Marc Rey : Effectivement, on s'inquiète des impacts qu'a eu l'épidémie sur le sommeil depuis à peu près mars 2020. Il y a eu des études françaises, dont une étude intitulée Coconel dans laquelle on a interviewé 1000 Français toutes les semaines, tout au long du confinement et du déconfinement. Une autre étude, CoviPrev, a été organisée par la Direction générale de la santé et a suivi un certain nombre de paramètres, dont le sommeil, l'anxiété et la dépression.

On s'est donc intéressés très tôt à ce sujet.

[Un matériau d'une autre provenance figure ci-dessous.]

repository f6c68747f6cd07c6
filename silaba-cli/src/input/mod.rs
//! Input handling module

pub mod file_reader;
pub mod glob_resolver;

pub use file_reader::FileReader;
pub use glob_resolver::resolve_patterns;
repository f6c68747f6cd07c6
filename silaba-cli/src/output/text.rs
//! Plain text output formatter

use super::{error_label, Outcome, OutputFormatter};
use anyhow::Result;
use std::io::Write;

/// Plain text formatter - one block per word
pub struct TextFormatter<W: Write> {
    writer: W,
}

impl<W: Write> TextFormatter<W> {
    /// Create a new text formatter
    pub fn new(writer: W) -> Self {
        Self { writer }
    }
}

impl<W: Write> OutputFormatter for TextFormatter<W> {
    fn format_outcome(&mut self, word: &str, outcome: &Outcome) -> Result<()> {
        match outcome {
            Ok(analysis) => {
                writeln!(self.writer, "{word}: valid")?;
                writeln!(self.writer, "  tokens: {}", analysis.token_line())?;
                writeln!(self.writer, "  units:  {}", analysis.unit_line())?;
                writeln!(self.writer, "  {}", analysis.semantics())?;
            }
            Err(error) => {
                writeln!(self.writer, "{word}: {}: {error}", error_label(error))?;
            }
        }
        Ok(())
    }

    fn finish(&mut self) -> Result<()> {
        self.writer.flush()?;
        Ok(())
    }
}
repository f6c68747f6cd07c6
//! Syntax tree rebuilt from the segmenter's choices

use crate::domain::lexer::Symbol;
use crate::domain::pattern::UnitPattern;
use crate::domain::segmenter::DpState;
use std::fmt;

/// Kind of tree node
#[derive(Clone, Copy, Debug, PartialEq, Eq, Hash)]
#[cfg_attr(feature = "serde", derive(serde::Serialize, serde::Deserialize))]
pub enum NodeKind {
    /// The synthetic root covering the whole input
    Word,
    /// One syllable-like unit
    Unit,
}

impl NodeKind {
    /// Label used when printing nodes
    pub fn label(self) -> &'static str {
        match self {
            NodeKind::Word => "Word",
            NodeKind::Unit => "Unit",
        }
    }
}

/// A tree node: the Word root or one Unit
#[derive(Clone, Debug, PartialEq, Eq)]
pub struct AstNode {
    kind: NodeKind,
    text: String,
    start: usize,
}

impl AstNode {
    /// Creates the root node; it carries no text
    pub fn word() -> Self {
        Self {
            kind: NodeKind::Word,
            text: String::new(),
            start: 0,
        }
    }

    /// Creates a unit node
    pub fn unit(text: impl Into<String>, start: usize) -> Self {
        Self {
            kind: NodeKind::Unit,
            text: text.into(),
            start,
        }
    }

    /// Node kind
    pub fn kind(&self) -> NodeKind {
        self.kind
    }

    /// Covered text; empty for the root
    pub fn text(&self) -> &str {
        &self.text
    }

    /// Index of the first covered character
    pub fn start(&self) -> usize {
        self.start
    }

    /// Shape of the unit text, if it is one of the known patterns
    pub fn pattern(&self) -> Option<UnitPattern> {
        UnitPattern::of_text(&self.text)
    }
}

impl fmt::Display for AstNode {
    fn fmt(&self, f: &mut fmt::Formatter<'_>) -> fmt::Result {
        let shape = self.pattern().map_or("?", UnitPattern::name);
        write!(
            f,
            "{}:{}({})@{}",
            self.kind.label(),
            shape,
            self.text,
            self.start
        )
    }
}

/// Word root with its units in input order
#[derive(Clone, Debug, PartialEq, Eq)]
pub struct Ast {
    root: AstNode,
    units: Vec<AstNode>,
}

impl Ast {
    /// Creates a tree from units already in order
    pub fn from_units(units: Vec<AstNode>) -> Self {
        Self {
            root: AstNode::word(),
            units,
        }
    }

    /// The Word root
    pub fn root(&self) -> &AstNode {
        &self.root
    }

    /// Units, left to right
    pub fn units(&self) -> &[AstNode] {
        &self.units
    }

    /// Concatenation of all unit texts
    pub fn text(&self) -> String {
        self.units.iter().map(AstNode::text).collect()
    }

    /// Units joined by spaces, as printed by the shell
    pub fn unit_line(&self) -> String {
        self.units
            .iter()
            .map(ToString::to_string)
            .collect::<Vec<_>>()
            .join(" ")
    }
}

/// Walks the chosen lengths from position 0 and emits one unit per step.
///
/// A missing choice is read as a single-character unit. Lengths never run past
/// the end of the input.
pub fn build_ast(symbols: &[Symbol], state: &DpState) -> Ast {
    let n = symbols.len();
    let mut units = Vec::new();
    let mut i = 0;

    while i < n {
        let length = state
            .length_at(i)
            .filter(|&length| length > 0)
            .unwrap_or(1)
            .min(n - i);
        let text: String = symbols[i..i + length]
            .iter()
            .map(Symbol::character)
            .collect();
        units.push(AstNode::unit(text, symbols[i].position()));
        i += length;
    }

    Ast::from_units(units)
}
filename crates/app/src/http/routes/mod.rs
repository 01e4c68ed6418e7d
pub mod boards;
pub mod comments;
pub mod health;
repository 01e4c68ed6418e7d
//! Storage contract for posts and comments.
//!
//! A [`BoardRepository`] hands out units of work ([`BoardStore`]). Writes made
//! through a unit of work become visible only when it is committed; dropping
//! it discards them. Stores never cascade: removing dependent comments before
//! their parents is the caller's job (see [`crate::tree`]).

pub mod memory;

use std::future::Future;

use thiserror::Error;

use crate::domain::{Comment, CommentId, NewComment, NewPost, Post, PostId};

pub use memory::{MemoryBoardRepository, MemoryBoardStore};

#[derive(Debug, Error)]
pub enum StoreError {
    #[error("integrity violation: {0}")]
    Integrity(String),
    #[error("backend error: {0}")]
    Backend(#[source] Box<dyn std::error::Error + Send + Sync>),
}

impl StoreError {
    pub fn backend<E>(err: E) -> Self
    where
        E: std::error::Error + Send + Sync + 'static,
    {
        StoreError::Backend(Box::new(err))
    }
}

pub type StoreResult<T> = Result<T, StoreError>;

pub trait BoardRepository: Send + Sync {
    type Store: BoardStore + Send;

    fn begin(&self) -> impl Future<Output = StoreResult<Self::Store>> + Send;

    fn backend_name(&self) -> &'static str;
}

pub trait BoardStore {
    /// Persists a new post, assigning its id and timestamps.
    fn insert_post(&mut self, post: NewPost) -> impl Future<Output = StoreResult<Post>> + Send;

    /// Persists title and content of an existing post and refreshes `updated_at`.
    fn update_post(&mut self, post: &Post) -> impl Future<Output = StoreResult<Post>> + Send;

    fn find_post(&mut self, id: PostId) -> impl Future<Output = StoreResult<Option<Post>>> + Send;

    fn post_exists(&mut self, id: PostId) -> impl Future<Output = StoreResult<bool>> + Send;

    fn delete_post(&mut self, id: PostId) -> impl Future<Output = StoreResult<()>> + Send;

    /// All posts, id ascending.
    fn list_posts(&mut self) -> impl Future<Output = StoreResult<Vec<Post>>> + Send;

    fn insert_comment(
        &mut self,
        comment: NewComment,
    ) -> impl Future<Output = StoreResult<Comment>> + Send;

    fn find_comment(
        &mut self,
        id: CommentId,
    ) -> impl Future<Output = StoreResult<Option<Comment>>> + Send;

    fn delete_comment(&mut self, id: CommentId) -> impl Future<Output = StoreResult<()>> + Send;

    /// Comments of `post_id` without a parent, id ascending.
    fn find_top_level_comments(
        &mut self,
        post_id: PostId,
    ) -> impl Future<Output = StoreResult<Vec<Comment>>> + Send;

    /// Direct replies of `parent_id`, id ascending.
    fn find_replies(
        &mut self,
        parent_id: CommentId,
    ) -> impl Future<Output = StoreResult<Vec<Comment>>> + Send;

    fn commit(self) -> impl Future<Output = StoreResult<()>> + Send
    where
        Self: Sized;
}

A l'Institut national du sommeil et de la vigilance, très tôt, nous avons donné des conseils pour faire en sorte que cette altération du sommeil soit minimale.

A-t-on des données chiffrées sur le nombre de personnes touchées par ce phénomène ?

Il y a eu des impacts qui ont été dépendants des mesures prises. Le premier confinement a entraîné un décalage dans l'heure d'endormissement pour une grande majorité de sujets qui ne travaillaient plus et qui, donc, se levaient plus tard ou à la même heure. Il y a eu une désorganisation du rythme veille- sommeil très importante à l'occasion du premier confinement en France, ainsi qu'au niveau international. Il y a eu un décalage et une altération du sommeil ; parfois une augmentation de la durée de sommeil, mais au détriment de la qualité : les gens se levaient plus tard mais avaient un sommeil beaucoup plus fragmenté par de nombreux éveils.

Nous avons mené une étude à l'INSV, entre le 8 et le 15 janvier 2021, pour essayer d'évaluer l'effet du deuxième confinement. Nous avons relevé qu'il a été moins délétère sur le plan des heures de coucher et de lever. Les gens s'étaient rendus compte que le premier confinement les avait vraiment perturbés. Ils sont revenus sur des heures de sommeil plus régulières, mais on a toutefois observé une augmentation de la dépression, de l'anxiété, du sentiment de tristesse et de désarroi.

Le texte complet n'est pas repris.